The Royal Fakespeare Company
BATS Theatre, The Stage, 1 Kent Tce, Wellington
12/10/2024 - 12/10/2024
Production Details
Presented by the Court Jesters
NZ Improv Fest
A troupe of travelling players create a brand-new play that Shakespeare didn’t write, but should have.
Will it be a comical tragedy? Or a tragic comedy? One thing’s for sure — you’ve never seen Shakespeare done like this!
(Warning: contains bard language)
BATS Theatre, The Stage
Saturday 12 October 2024
6.30pm
Waged: $25
Unwaged: $15
Group 6+: $22
Extra Aroha Ticket: $40
https://bats.co.nz/whats-on/the-royal-fakespeare-company
Performers:
Brendon Bennetts
Jeff Clark
Riley Harter
Hannah Beatrice
Muso: Criss Grueber
Improv , Theatre ,
60 mins
Deeply talented, witty artists add spice with ridiculous puns
Review by Emma Maguire 20th Oct 2024
BATS Theatre’s The Stage is packed for the final night of the New Zealand Improv Festival, and the first show of this evening’s celebrations. The Royal Fakespeare Company is to be performed by a selection of improvisers from Ōtautahi’s Court Jesters: Brendon Bennetts, Jeff Clark, Riley Harter, Hannah Beatrice and Crisstian Grueber.
We’re presented with the titles of three potential Shakespeare plays – given by the audience before the show. A Midsummer Night’s Scream (Shakespeare’s dark phase), The Witch Queen (submitted by my theatre-going companion, who deafens me with a shriek of delight as Brendon, on the stage, makes a wry quip about the video game Destiny 2 – no, you don’t need to understand this reference), and The Framing of the Shrew.
With applause and cheers, the audience makes our decision, and we’re flung back in time to see a production of one of Shakespeare’s forgotten works: The Framing of the Shrew.
A quick interstitial – I know some of the actors in this show decently well. Such is the interwoven web of the New Zealand Improv Festival. This won’t affect my review of the piece.*
We begin in a framer’s shop. Prince Resene (Bennetts) arrives to retrieve a half-framed portrait of himself for his fiancée, Lady Dulux (Harter). However, the framer (Clark) tells him that it’s not yet done, and he’ll have to return.
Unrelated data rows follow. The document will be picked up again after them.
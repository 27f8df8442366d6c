//! redb-backed content store
//!
//! The local-storage variant: entities are JSON blobs in an embedded
//! key-value database. No realtime channel; writers get the confirmed
//! record back in the call result and nothing else.
//!
//! # Tables
//!
//! | Table | Key | Value | Purpose |
//! |-------|-----|-------|---------|
//! | `park_settings` | `"main"` | `ParkSettings` | Singleton settings record |
//! | `gallery_items` | item id | `GalleryItem` | Gallery collection |
//! | `meta` | flag name | `()` | One-time initialization flags |

use std::path::Path;
use std::sync::Arc;

use async_trait::async_trait;
use redb::{Database, ReadableDatabase, ReadableTable, TableDefinition};
use tokio::sync::broadcast;

use shared::message::SettingsChange;
use shared::models::{
    GalleryItem, GalleryItemCreate, GalleryItemPatch, MediaKind, ParkSettings, ParkSettingsUpdate,
};
use shared::util::{now_millis, snowflake_id};

use super::{ContentStore, StoreError, StoreResult};

const SETTINGS_TABLE: TableDefinition<&str, &[u8]> = TableDefinition::new("park_settings");
const GALLERY_TABLE: TableDefinition<&str, &[u8]> = TableDefinition::new("gallery_items");
const META_TABLE: TableDefinition<&str, ()> = TableDefinition::new("meta");

const SETTINGS_KEY: &str = "main";
const GALLERY_SEEDED_FLAG: &str = "gallery_seeded";

/// Content store backed by redb
#[derive(Clone)]
pub struct LocalStore {
    db: Arc<Database>,
}

impl LocalStore {
    /// Open or create the database at the given path
    pub fn open(path: impl AsRef<Path>) -> StoreResult<Self> {
        let db = Database::create(path)?;
        let store = Self { db: Arc::new(db) };
        store.initialize()?;
        Ok(store)
    }

    /// Open an in-memory database (tests, ephemeral demos)
    pub fn open_in_memory() -> StoreResult<Self> {
        let db = Database::builder().create_with_backend(redb::backends::InMemoryBackend::new())?;
        let store = Self { db: Arc::new(db) };
        store.initialize()?;
        Ok(store)
    }

    /// Create tables and seed the default gallery exactly once.
    ///
    /// The seeded flag distinguishes "never initialized" from "admin removed
    /// every item" so deletions survive a restart.
    fn initialize(&self) -> StoreResult<()> {
        let write_txn = self.db.begin_write()?;
        {
            let _ = write_txn.open_table(SETTINGS_TABLE)?;
            let mut gallery = write_txn.open_table(GALLERY_TABLE)?;
            let mut meta = write_txn.open_table(META_TABLE)?;

            if meta.get(GALLERY_SEEDED_FLAG)?.is_none() {
                let now = now_millis();
                for (order, file_url) in ["/1.jpeg", "/2.jpeg", "/3.jpeg"].iter().enumerate() {
                    let item = GalleryItem {
                        id: snowflake_id().to_string(),
                        file_url: file_url.to_string(),
                        file_name: format!("Water Park Experience {}", order + 1),
                        file_type: MediaKind::Image,
                        display_order: order as i64 + 1,
                        created_at: now,
                    };
                    let blob = serde_json::to_vec(&item)?;
                    gallery.insert(item.id.as_str(), blob.as_slice())?;
                }
                meta.insert(GALLERY_SEEDED_FLAG, ())?;
            }
        }
        write_txn.commit()?;
        Ok(())
    }

    fn read_settings(&self) -> StoreResult<Option<ParkSettings>> {
        let read_txn = self.db.begin_read()?;
        let table = read_txn.open_table(SETTINGS_TABLE)?;
        match table.get(SETTINGS_KEY)? {
            Some(blob) => Ok(Some(serde_json::from_slice(blob.value())?)),
            None => Ok(None),
        }
    }

    fn write_settings(&self, settings: &ParkSettings) -> StoreResult<()> {
        let blob = serde_json::to_vec(settings)?;
        let write_txn = self.db.begin_write()?;
        {
            let mut table = write_txn.open_table(SETTINGS_TABLE)?;
            table.insert(SETTINGS_KEY, blob.as_slice())?;
        }
        write_txn.commit()?;
        Ok(())
    }

    fn read_gallery(&self) -> StoreResult<Vec<GalleryItem>> {
        let read_txn = self.db.begin_read()?;
        let table = read_txn.open_table(GALLERY_TABLE)?;
        let mut items = Vec::new();
        for entry in table.iter()? {
            let (_key, blob) = entry?;
            items.push(serde_json::from_slice::<GalleryItem>(blob.value())?);
        }
        // created_at breaks display_order ties in insertion order
        items.sort_by_key(|item| (item.display_order, item.created_at));
        Ok(items)
    }

    fn read_gallery_item(&self, id: &str) -> StoreResult<Option<GalleryItem>> {
        let read_txn = self.db.begin_read()?;
        let table = read_txn.open_table(GALLERY_TABLE)?;
        match table.get(id)? {
            Some(blob) => Ok(Some(serde_json::from_slice(blob.value())?)),
            None => Ok(None),
        }
    }

    fn write_gallery_item(&self, item: &GalleryItem) -> StoreResult<()> {
        let blob = serde_json::to_vec(item)?;
        let write_txn = self.db.begin_write()?;
        {
            let mut table = write_txn.open_table(GALLERY_TABLE)?;
            table.insert(item.id.as_str(), blob.as_slice())?;
        }
        write_txn.commit()?;
        Ok(())
    }
}

#[async_trait]
impl ContentStore for LocalStore {
    async fn get_settings(&self) -> StoreResult<Option<ParkSettings>> {
        self.read_settings()
    }

    async fn create_settings(&self, settings: ParkSettings) -> StoreResult<ParkSettings> {
        self.write_settings(&settings)?;
        Ok(settings)
    }

    async fn update_settings(&self, update: ParkSettingsUpdate) -> StoreResult<ParkSettings> {
        let mut settings = self.get_or_create_settings().await?;
        settings.merge(update);
        settings.updated_at = now_millis();
        self.write_settings(&settings)?;
        Ok(settings)
    }

    async fn list_gallery(&self) -> StoreResult<Vec<GalleryItem>> {
        self.read_gallery()
    }

    async fn insert_gallery_item(&self, create: GalleryItemCreate) -> StoreResult<GalleryItem> {
        let next_order = self
            .read_gallery()?
            .iter()
            .map(|item| item.display_order)
            .max()
            .unwrap_or(0)
            + 1;

        let item = GalleryItem {
            id: snowflake_id().to_string(),
            file_url: create.file_url,
            file_name: create.file_name,
            file_type: create.file_type,
            display_order: next_order,
            created_at: now_millis(),
        };
        self.write_gallery_item(&item)?;
        Ok(item)
    }

    async fn update_gallery_item(
        &self,
        id: &str,
        patch: GalleryItemPatch,
    ) -> StoreResult<GalleryItem> {
        let mut item = self
            .read_gallery_item(id)?
            .ok_or_else(|| StoreError::NotFound(format!("Gallery item {} not found", id)))?;

        if let Some(file_name) = patch.file_name {
            item.file_name = file_name;
        }
        if let Some(display_order) = patch.display_order {
            item.display_order = display_order;
        }
        self.write_gallery_item(&item)?;
        Ok(item)
    }

    async fn delete_gallery_item(&self, id: &str) -> StoreResult<()> {
        let write_txn = self.db.begin_write()?;
        let removed = {
            let mut table = write_txn.open_table(GALLERY_TABLE)?;
            table.remove(id)?.is_some()
        };
        write_txn.commit()?;

        if removed {
            Ok(())
        } else {
            Err(StoreError::NotFound(format!(
                "Gallery item {} not found",
                id
            )))
        }
    }

    fn subscribe(&self) -> Option<broadcast::Receiver<SettingsChange>> {
        // Key-value backend has no realtime channel
        None
    }
}

#[cfg(test)]
mod tests {
    use super::*;
    use shared::models::Prices;

    fn create_test_store() -> LocalStore {
        LocalStore::open_in_memory().unwrap()
    }

    fn image_create(name: &str) -> GalleryItemCreate {
        GalleryItemCreate {
            file_url: format!("https://cdn.example.com/{name}.jpg"),
            file_name: name.to_string(),
            file_type: MediaKind::Image,
        }
    }

    #[tokio::test]
    async fn test_settings_created_lazily_with_defaults() {
        let store = create_test_store();
        assert!(store.get_settings().await.unwrap().is_none());

        let settings = store.get_or_create_settings().await.unwrap();
        assert_eq!(settings.prices.weekday, 400);
        assert_eq!(settings.prices.weekend, 500);
        assert_eq!(settings.facilities.locker_room, 50);

        // Second call reads the stored record instead of re-creating
        let again = store.get_or_create_settings().await.unwrap();
        assert_eq!(again.created_at, settings.created_at);
    }

    #[tokio::test]
    async fn test_update_settings_merges_and_bumps_timestamp() {
        let store = create_test_store();
        let before = store.get_or_create_settings().await.unwrap();

        let updated = store
            .update_settings(ParkSettingsUpdate {
                prices: Some(Prices {
                    weekday: 350,
                    weekend: 500,
                }),
                ..Default::default()
            })
            .await
            .unwrap();

        assert_eq!(updated.prices.weekday, 350);
        assert_eq!(updated.timings, before.timings);
        assert!(updated.updated_at >= before.updated_at);
    }

    #[tokio::test]
    async fn test_gallery_seeded_once() {
        let store = create_test_store();
        let items = store.list_gallery().await.unwrap();
        assert_eq!(items.len(), 3);
        assert_eq!(
            items.iter().map(|i| i.display_order).collect::<Vec<_>>(),
            vec![1, 2, 3]
        );
    }

    #[tokio::test]
    async fn test_display_order_is_max_plus_one() {
        let store = create_test_store();

        let a = store.insert_gallery_item(image_create("slide")).await.unwrap();
        let b = store.insert_gallery_item(image_create("pool")).await.unwrap();
        assert_eq!(a.display_order, 4); // after the three seeded items
        assert_eq!(b.display_order, 5);

        // Orders restart from max + 1 even after deleting the tail
        store.delete_gallery_item(&b.id).await.unwrap();
        let c = store.insert_gallery_item(image_create("wave")).await.unwrap();
        assert_eq!(c.display_order, 5);
    }

    #[tokio::test]
    async fn test_insert_into_empty_collection_starts_at_one() {
        let store = create_test_store();
        for item in store.list_gallery().await.unwrap() {
            store.delete_gallery_item(&item.id).await.unwrap();
        }

        let first = store.insert_gallery_item(image_create("first")).await.unwrap();
        assert_eq!(first.display_order, 1);
    }

    #[tokio::test]
    async fn test_delete_unknown_id_is_not_found() {
        let store = create_test_store();
        let before = store.list_gallery().await.unwrap();

        let err = store.delete_gallery_item("missing").await.unwrap_err();
        assert!(matches!(err, StoreError::NotFound(_)));

        let after = store.list_gallery().await.unwrap();
        assert_eq!(before, after);
    }

    #[tokio::test]
    async fn test_patch_updates_name_and_resorts_order() {
        let store = create_test_store();
        let item = store.insert_gallery_item(image_create("slide")).await.unwrap();

        let patched = store
            .update_gallery_item(
                &item.id,
                GalleryItemPatch {
                    file_name: Some("Big Slide".to_string()),
                    display_order: Some(0),
                },
            )
            .await
            .unwrap();
        assert_eq!(patched.file_name, "Big Slide");

        let items = store.list_gallery().await.unwrap();
        assert_eq!(items.first().unwrap().id, item.id);
    }

    #[tokio::test]
    async fn test_deleted_gallery_stays_empty_after_reopen() {
        let dir = tempfile::tempdir().unwrap();
        let path = dir.path().join("content.redb");

        {
            let store = LocalStore::open(&path).unwrap();
            for item in store.list_gallery().await.unwrap() {
                store.delete_gallery_item(&item.id).await.unwrap();
            }
        }

        let reopened = LocalStore::open(&path).unwrap();
        assert!(reopened.list_gallery().await.unwrap().is_empty());
    }
}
This is where we lay our scene, and it is with this flavour that we continue.
A story blossoms in front of our eyes; one of murder, mistaken identity and many character names tangentially related to arts supplies (“Common Crayola, thy head is much blunted from overuse”). Hannah, as the stagehand, literally builds the scene with her body, running a purple ribbon around the players to symbolise love, flitting about the stage as a bird, and similar. Criss, too, is roped into the story more so than providing just the show’s soundtrack – he becomes a suitor in this multi-layered tale and is one of the many characters to get married off in the end.
Oh yeah, did I mention the entire piece is performed in Early Modern English – as close to – as well?
I am ever in awe of improv that is note-perfect like this. The idea of performing a forgotten Shakespeare play is a gift that keeps on giving. It’s a show I, and others in the audience, would happily see many times over with different plays and titles. The cast has an enviable immediacy and is so on top of their performance, not just as highly-skilled actors, but in their technical knowledge of the genre they’re satirising. Good satire comes from a place of truth and this show is some of the best.
Holding together a multi-layered narrative such as this one is no mean feat, and while the artifice of this meta-narrative allows for time jumps – we ‘skip a few scenes’ forward in the ‘play’ once or twice – the control over where things are going is admirable and well-practised.
To step outside my nerdy scholarly adoration of this show – it’s just really, really funny.
All of these performers are deeply talented, witty artists with tons of confidence on stage; who spice the show up with ridiculous puns and a covetable ability to make fun of themselves.
If you get the opportunity to see a Royal Fakespeare Company show in the future, do. They are such stuff that dreams are made on, and you would be a fool to pass the moment up.
*[Indeed, peer-reviews by participants in other shows has become a valued hallmark of the Improv Festival, encouraged by me and facilitated by Emma, for which much thanks – Ed.]